Paradis spoke with 3,200 people between 2009 and 2010 who live in rental apartment buildings built between 1950 and 1980 in seven priority neighbourhoods. The survey’s findings align with Hulchanski’s research, as well as the United Way’s 2011 Vertical Poverty report [PDF].
Single-parent families were almost twice as likely to be at risk of homelessness as the general population. Eighty per cent of people at risk of homelessness in her survey are racialized residents, and another 80 per cent are immigrants.
Paradis’s research found that one third of the respondents surveyed in seven communities (mid-Scarborough, Dorset-Kennedy, Weston-Mount Dennis, Jane-Finch, Rexdale, Thorncliffe-Flemingdon, and Parkdale) were at a severe or critical risk of homelessness. The most prevalent indicators for inadequate housing included overcrowded housing, bad building conditions, and unaffordable housing.
Gallora, the coordinator of YWS, explains why some demographics are at disproportionate risk of inadequate housing.
“[The] immigration process can take quite a long time—during that time, where are they supposed to find housing?” asks Gallora.
“People who are new to the country don’t usually have a credit history or co-signers, making it harder to be approved by landlords.”
“The quality of life isn’t all that different from someone who is homeless and living out on the street, which is why we call it hidden homelessness.”
Alternate housing solutions are difficult to come by, forcing people in precarious living situations to make difficult choices, and live in units that are overcrowded and often unsafe. Typical support systems aren’t always available. There’s a lack of shelter services in suburban communities, with only 90 beds in Etobicoke—a far cry from the more than 1,000 available in Ward 28, Toronto Centre-Rosedale. And the waiting list for social housing at TCHC can make people hang in limbo for more than seven years, depending on the unit.
“The quality of life isn’t all that different from someone who is homeless and living out on the street, which is why we call it hidden homelessness,” says Gopi Krishna of the Scarborough Housing Help Centre.

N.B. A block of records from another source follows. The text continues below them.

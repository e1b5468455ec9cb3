//! Reactor registration: the injection queue and the token a registered
//! channel carries.
//!
//! The reactor owns every registered channel. A channel only holds a
//! `RegistrationToken`, which points back at the reactor's injection queue
//! through a `Weak`, so dropping the reactor never leaks through a cycle.
//!
//! ```text
//!   foreign thread ── Injector::inject(ch) ──► InjectQueue (SegQueue, MPSC)
//!                                                  │  drained once per iteration
//!                                                  ▼
//!                                            Reactor thread
//! ```

use std::fmt;
use std::sync::{Arc, Weak};

use crossbeam_queue::SegQueue;
use log::trace;

use crate::channel::Channel;
use crate::timeout::Timeout;

/// Lock-free queue of channels waiting to be registered.
pub struct InjectQueue {
    queue: SegQueue<Box<dyn Channel>>,
}

impl InjectQueue {
    pub fn new() -> Arc<Self> {
        Arc::new(Self { queue: SegQueue::new() })
    }

    pub fn push(&self, channel: Box<dyn Channel>) {
        self.queue.push(channel);
    }

    pub fn pop(&self) -> Option<Box<dyn Channel>> {
        self.queue.pop()
    }

    pub fn len(&self) -> usize {
        self.queue.len()
    }

    pub fn is_empty(&self) -> bool {
        self.queue.is_empty()
    }
}

impl fmt::Debug for InjectQueue {
    fn fmt(&self, f: &mut fmt::Formatter<'_>) -> fmt::Result {
        f.debug_struct("InjectQueue").field("len", &self.len()).finish()
    }
}

/// Cross-thread handle for handing channels to a running reactor.
///
/// This is the only reactor entry point that is safe to use from a thread
/// other than the one driving the loop.
#[derive(Clone, Debug)]
pub struct Injector {
    queue: Arc<InjectQueue>,
}

impl Injector {
    pub fn new(queue: Arc<InjectQueue>) -> Self {
        Self { queue }
    }

    /// Queue a channel; the reactor registers it on its next iteration.
    pub fn inject(&self, channel: Box<dyn Channel>) {
        trace!("inject {}", channel.name());
        self.queue.push(channel);
    }

    /// Number of channels not yet picked up.
    pub fn pending(&self) -> usize {
        self.queue.len()
    }
}

/// Opaque, non-owning link from a channel to the reactor it belongs to.
#[derive(Clone, Debug)]
pub struct RegistrationToken {
    reactor_id: u64,
    queue: Weak<InjectQueue>,
}

impl RegistrationToken {
    pub fn new(reactor_id: u64, queue: &Arc<InjectQueue>) -> Self {
        Self {
            reactor_id,
            queue: Arc::downgrade(queue),
        }
    }

    pub fn reactor_id(&self) -> u64 {
        self.reactor_id
    }

    /// Re-enter the owning reactor's injection queue, if it still exists.
    pub fn injector(&self) -> Option<Injector> {
        self.queue.upgrade().map(Injector::new)
    }
}

/// Registration state stored in the channel: the token plus the blocking
/// mode to restore when the reactor lets go of it.
#[derive(Clone, Debug)]
pub struct Registration {
    token: RegistrationToken,
    prior: Timeout,
}

impl Registration {
    pub fn new(token: RegistrationToken, prior: Timeout) -> Self {
        Self { token, prior }
    }

    pub fn token(&self) -> &RegistrationToken {
        &self.token
    }

    pub fn prior(&self) -> Timeout {
        self.prior
    }
}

Along with a lack of privacy, Krishna adds there are long-term adverse effects of living in overcrowded homes and the kinds of communities where this exists.
“When you have a group of children that live in this situation, they don’t make decisions that lead to economic success,” says Krishna. “The sad fact of that matter is that the children’s chances of economic success is impeded by lack of access to resources. Not only are you condemning the first generation, the second generation too.”
Based on what he has seen, Krishna says that overcrowding in the inner suburbs manifests itself mostly in high-rise apartment buildings, while farther out in York Region, it happens in detached or semi-detached houses and their basements.
Kam Lau, co-chair of the West Coalition on Housing and Homelessness, helps stabilize the homeless or former homeless in the Weston-Mount Dennis area. He says that despite the potential benefits, new transit projects in the inner suburbs are making the search for affordable housing even harder.
“With the building of light-rail transit along Eglinton and near the Weston-Eglinton corridor, there’s a lot more housing opportunity in the area and more building, but landlords want to lock up the area and raise the rent,” Lau says. “Same with the Union to Pearson line.”
Shelters sometimes serve as an interim solution, but curbing the complicated cycle of poverty take more, says Paradis.
“The increase in homelessness directly relates to precarious employment, jobs that don’t pay the bills, and cuts to social assistance programs—programs that help people maintain their housing during times of unemployment as well as helping people excluded from the work environment,” the U of T academic says.
Paradis admits that it can often take several years for social programs to catch up, if they do at all. In the meantime, Krishna says more needs to be done to help those currently living in overcrowded and uninhabitable homes.